Ein Gedenktag für die Toten – formell.
Ein Tag der Trauer – aber Trauer ist nicht formell, sondern etwas ganz Individuelles. So wie alle tiefen Gefühle individuell sind.
Denn weder Haß noch Liebe, weder Leid noch Freude, weder Glück noch Schmerz sind wirklich teilbar – nicht einmal unter den engsten Vertrauten.
Da ist der Vater, der das Grab des Kindes besucht, um mit diesem zu reden, und die Mutter, die dazu nicht in der Lage ist, weil ihr das Grab fremd ist. Wer leidet, wer trauert mehr?

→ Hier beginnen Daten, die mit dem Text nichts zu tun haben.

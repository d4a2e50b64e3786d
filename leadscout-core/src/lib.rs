//! Shared domain types, configuration, and error types for LeadScout.
//!
//! This crate has no I/O and no async runtime dependency: every other
//! crate in the workspace depends on it, never the reverse.

pub mod classification;
pub mod config;
pub mod dictionary_entry;
pub mod error;
pub mod ethnicity;
pub mod job;
pub mod lead;
pub mod llm_record;
pub mod method;
pub mod name;
pub mod pattern;
pub mod phonetic;

pub use classification::Classification;
pub use config::{Config, LlmProvider};
pub use dictionary_entry::{DictionaryEntry, TokenRole, COMPOUND_PARTICLE_SEQUENCES, PARTICLES};
pub use error::{Error, Result};
pub use ethnicity::Ethnicity;
pub use job::{Batch, BatchStatus, InputFingerprint, Job, JobStatus, ResumeState};
pub use lead::{ErrorKind, Lead, LeadResult, ProcessingStatus};
pub use llm_record::LLMRecord;
pub use method::Method;
pub use pattern::{LearnedPattern, PatternType};
pub use phonetic::{agreement, family_key, PhoneticCode, PhoneticFamily};
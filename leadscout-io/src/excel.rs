//! Spreadsheet `LeadSource`/`LeadSink` adapters. Intentionally thin: no
//! classification logic, only row <-> `Lead`/`LeadResult` translation.
//!
//! Known limitation: `calamine` parses an entire worksheet into memory
//! up front, so `XlsxLeadSource` does not keep read-side memory bounded
//! independent of row count — only the Batch Runner's per-batch
//! processing is memory bounded. A true streaming xlsx reader
//! (SAX-style over the zipped XML) would be needed to close that gap;
//! see DESIGN.md.

use std::collections::HashMap;
use std::path::{Path, PathBuf};

use async_trait::async_trait;
use calamine::{open_workbook, Data, Reader, Xlsx};
use rust_xlsxwriter::Workbook;
use serde_json::Value;

use leadscout_batch::{LeadSink, LeadSource};
use leadscout_core::error::{Error, Result};
use leadscout_core::{Lead, LeadResult};

const DIRECTOR_NAME_HEADER: &str = "director_name";

/// Reads an xlsx worksheet's first sheet, mapping a `director_name`
/// column (matched case-insensitively) to `Lead::director_name` and
/// every other column to `Lead::fields`.
pub struct XlsxLeadSource {
    rows: Vec<Lead>,
    cursor: usize,
}

impl XlsxLeadSource {
    pub fn open(path: impl AsRef<Path>) -> Result<Self> {
        let path = path.as_ref();
        let mut workbook: Xlsx<_> =
            open_workbook(path).map_err(|e| Error::invalid_input(format!("cannot open {}: {e}", path.display())))?;

        let sheet_name = workbook
            .sheet_names()
            .first()
            .cloned()
            .ok_or_else(|| Error::invalid_input(format!("{} has no worksheets", path.display())))?;
        let range = workbook
            .worksheet_range(&sheet_name)
            .map_err(|e| Error::invalid_input(format!("cannot read worksheet {sheet_name}: {e}")))?;

        let mut rows_iter = range.rows();
        let header_row = rows_iter
            .next()
            .ok_or_else(|| Error::invalid_input(format!("{} has no header row", path.display())))?;
        let headers: Vec<String> = header_row.iter().map(data_to_string).collect();
        let director_col = headers
            .iter()
            .position(|h| h.eq_ignore_ascii_case(DIRECTOR_NAME_HEADER))
            .ok_or_else(|| Error::invalid_input(format!("no '{DIRECTOR_NAME_HEADER}' column in {}", path.display())))?;

        let mut rows = Vec::new();
        for (offset, row) in rows_iter.enumerate() {
            let row_index = (offset + 1) as u64;
            let director_name = row.get(director_col).map(data_to_string).unwrap_or_default();
            let mut fields = HashMap::new();
            for (col_idx, header) in headers.iter().enumerate() {
                if col_idx == director_col {
                    continue;
                }
                if let Some(cell) = row.get(col_idx) {
                    fields.insert(header.clone(), data_to_json(cell));
                }
            }
            rows.push(Lead { row_index, director_name, fields });
        }

        Ok(Self { rows, cursor: 0 })
    }
}

#[async_trait]
impl LeadSource for XlsxLeadSource {
    fn total_rows(&self) -> u64 {
        self.rows.len() as u64
    }

    async fn seek(&mut self, row_index: u64) -> Result<()> {
        self.cursor = self.rows.iter().position(|l| l.row_index >= row_index).unwrap_or(self.rows.len());
        Ok(())
    }

    async fn next_lead(&mut self) -> Result<Option<Lead>> {
        if self.cursor >= self.rows.len() {
            return Ok(None);
        }
        let lead = self.rows[self.cursor].clone();
        self.cursor += 1;
        Ok(Some(lead))
    }
}

fn data_to_string(cell: &Data) -> String {
    match cell {
        Data::String(s) => s.clone(),
        Data::Float(f) => f.to_string(),
        Data::Int(i) => i.to_string(),
        Data::Bool(b) => b.to_string(),
        Data::DateTime(dt) => dt.to_string(),
        Data::DateTimeIso(s) | Data::DurationIso(s) => s.clone(),
        Data::Error(e) => format!("{e:?}"),
        Data::Empty => String::new(),
    }
}

fn data_to_json(cell: &Data) -> Value {
    match cell {
        Data::String(s) => Value::String(s.clone()),
        Data::Float(f) => serde_json::Number::from_f64(*f).map(Value::Number).unwrap_or(Value::Null),
        Data::Int(i) => Value::Number((*i).into()),
        Data::Bool(b) => Value::Bool(*b),
        Data::Empty => Value::Null,
        other => Value::String(data_to_string(other)),
    }
}

/// Accumulates committed `LeadResult`s in memory and rewrites the whole
/// workbook to a temp file + atomic rename on every `write_batch`, so a
/// partial write can never corrupt previously committed content.
/// xlsx's zip/XML container format has no safe append operation, so
/// whole-file-then-rename is the only atomicity strategy available to a
/// thin adapter.
pub struct XlsxLeadSink {
    path: PathBuf,
    committed: Vec<LeadResult>,
}

impl XlsxLeadSink {
    pub fn create(path: impl Into<PathBuf>) -> Self {
        Self { path: path.into(), committed: Vec::new() }
    }
}

#[async_trait]
impl LeadSink for XlsxLeadSink {
    async fn write_batch(&mut self, results: &[LeadResult]) -> Result<()> {
        self.committed.extend_from_slice(results);
        self.committed.sort_by_key(|r| r.row_index);
        write_workbook_atomically(&self.path, &self.committed)
    }
}

fn write_workbook_atomically(path: &Path, rows: &[LeadResult]) -> Result<()> {
    let mut field_names: Vec<String> = Vec::new();
    for row in rows {
        for key in row.lead_fields.keys() {
            if !field_names.contains(key) {
                field_names.push(key.clone());
            }
        }
    }
    field_names.sort();

    let mut workbook = Workbook::new();
    let sheet = workbook.add_worksheet();

    let mut col = 0u16;
    sheet.write_string(0, col, "row_index").map_err(xlsx_err)?;
    col += 1;
    for name in &field_names {
        sheet.write_string(0, col, name).map_err(xlsx_err)?;
        col += 1;
    }
    for header in ["ethnicity", "confidence", "method", "processing_ms", "provider", "cost", "processing_status", "error_kind", "error_message"] {
        sheet.write_string(0, col, header).map_err(xlsx_err)?;
        col += 1;
    }

    for (row_idx, result) in rows.iter().enumerate() {
        let r = (row_idx + 1) as u32;
        let mut c = 0u16;
        sheet.write_number(r, c, result.row_index as f64).map_err(xlsx_err)?;
        c += 1;
        for name in &field_names {
            match result.lead_fields.get(name) {
                Some(Value::String(s)) => sheet.write_string(r, c, s).map_err(xlsx_err)?,
                Some(Value::Number(n)) => sheet.write_number(r, c, n.as_f64().unwrap_or_default()).map_err(xlsx_err)?,
                Some(Value::Bool(b)) => sheet.write_boolean(r, c, *b).map_err(xlsx_err)?,
                _ => sheet.write_blank(r, c, &rust_xlsxwriter::Format::new()).map_err(xlsx_err)?,
            };
            c += 1;
        }

        if let Some(classification) = &result.classification {
            sheet.write_string(r, c, classification.ethnicity.as_str()).map_err(xlsx_err)?;
            sheet.write_number(r, c + 1, classification.confidence).map_err(xlsx_err)?;
            sheet.write_string(r, c + 2, classification.method.as_str()).map_err(xlsx_err)?;
            sheet.write_number(r, c + 3, classification.processing_ms as f64).map_err(xlsx_err)?;
            if let Some(provider) = &classification.provider {
                sheet.write_string(r, c + 4, provider).map_err(xlsx_err)?;
            }
            if let Some(cost) = classification.cost {
                sheet.write_number(r, c + 5, cost).map_err(xlsx_err)?;
            }
        }
        c += 6;

        sheet.write_string(r, c, processing_status_str(result.processing_status)).map_err(xlsx_err)?;
        if let Some(kind) = result.error_kind {
            sheet.write_string(r, c + 1, kind.as_str()).map_err(xlsx_err)?;
        }
        if let Some(msg) = &result.error_message {
            sheet.write_string(r, c + 2, msg).map_err(xlsx_err)?;
        }
    }

    let tmp_path = path.with_extension("xlsx.tmp");
    workbook.save(&tmp_path).map_err(xlsx_err)?;
    std::fs::rename(&tmp_path, path).map_err(|e| Error::storage(format!("cannot rename {}: {e}", tmp_path.display())))?;
    Ok(())
}

fn processing_status_str(status: leadscout_core::ProcessingStatus) -> &'static str {
    match status {
        leadscout_core::ProcessingStatus::Success => "success",
        leadscout_core::ProcessingStatus::Failed => "failed",
        leadscout_core::ProcessingStatus::Skipped => "skipped",
    }
}

fn xlsx_err(e: impl std::fmt::Display) -> Error {
    Error::storage(e.to_string())
}

#[cfg(test)]
mod tests {
    use super::*;
    use rust_xlsxwriter::Workbook;

    fn sample_workbook(path: &Path) {
        let mut workbook = Workbook::new();
        let sheet = workbook.add_worksheet();
        sheet.write_string(0, 0, "director_name").unwrap();
        sheet.write_string(0, 1, "company_name").unwrap();
        sheet.write_string(1, 0, "Bongani Nkosi").unwrap();
        sheet.write_string(1, 1, "Acme Co").unwrap();
        sheet.write_string(2, 0, "Andreas van der Merwe").unwrap();
        sheet.write_string(2, 1, "Beta Ltd").unwrap();
        workbook.save(path).unwrap();
    }

    #[tokio::test]
    async fn reads_director_name_and_passthrough_fields() {
        let dir = tempfile::tempdir().unwrap();
        let path = dir.path().join("leads.xlsx");
        sample_workbook(&path);

        let mut source = XlsxLeadSource::open(&path).unwrap();
        assert_eq!(source.total_rows(), 2);

        let first = source.next_lead().await.unwrap().unwrap();
        assert_eq!(first.row_index, 1);
        assert_eq!(first.director_name, "Bongani Nkosi");
        assert_eq!(first.fields.get("company_name").unwrap(), "Acme Co");

        let second = source.next_lead().await.unwrap().unwrap();
        assert_eq!(second.director_name, "Andreas van der Merwe");

        assert!(source.next_lead().await.unwrap().is_none());
    }

    #[tokio::test]
    async fn seek_repositions_to_the_requested_row() {
        let dir = tempfile::tempdir().unwrap();
        let path = dir.path().join("leads.xlsx");
        sample_workbook(&path);

        let mut source = XlsxLeadSource::open(&path).unwrap();
        source.seek(2).await.unwrap();
        let row = source.next_lead().await.unwrap().unwrap();
        assert_eq!(row.row_index, 2);
    }

    #[tokio::test]
    async fn sink_writes_a_readable_workbook() {
        use leadscout_core::{Classification, Ethnicity, Method};

        let dir = tempfile::tempdir().unwrap();
        let out_path = dir.path().join("out.xlsx");
        let mut sink = XlsxLeadSink::create(&out_path);

        let classification = Classification::new("Bongani", "bongani", Ethnicity::African, 0.9, Method::RuleBased, 3).unwrap();
        let mut fields = HashMap::new();
        fields.insert("company_name".to_string(), Value::String("Acme Co".to_string()));
        let result = LeadResult::success(1, fields, classification, 1);

        sink.write_batch(&[result]).await.unwrap();
        assert!(out_path.exists());

        let mut workbook: Xlsx<_> = open_workbook(&out_path).unwrap();
        let range = workbook.worksheet_range("Sheet1").unwrap();
        let mut rows = range.rows();
        let header = rows.next().unwrap();
        assert!(header.iter().any(|c| data_to_string(c) == "ethnicity"));
    }
}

Das ist keine qualitative Frage!
Es gibt keine genormte Qualität der Empfindung. Diese ist und bleibt individuell. Da ist der alte Mann, der nach einem Schlaganfall nicht mehr sprechen kann und seit Jahren bei allem auf Hilfe angewiesen ist. Seine Frau hat ihm geholfen, war für ihn da – nun ist sie tot. Die Kinder, die sich liebevoll um ihn bemühen, sind anwesend und es wird über den Inhalt der Trauerrede gesprochen. Er hört zu, nickt immer wieder, kann aber selbst nichts mehr sagen und unaufhörlich laufen Tränen über sein Gesicht.
Er ist hilflos.
Ja, Trauer ist Hilflosigkeit, für jeden, der sie empfindet. Und es ist schwer, diese zu akzeptieren. Doch die Akzeptanz ist notwendig. Denn nur mit dem, was uns bewußt ist, können wir auch bewußt umgehen – jeder auf seine Weise.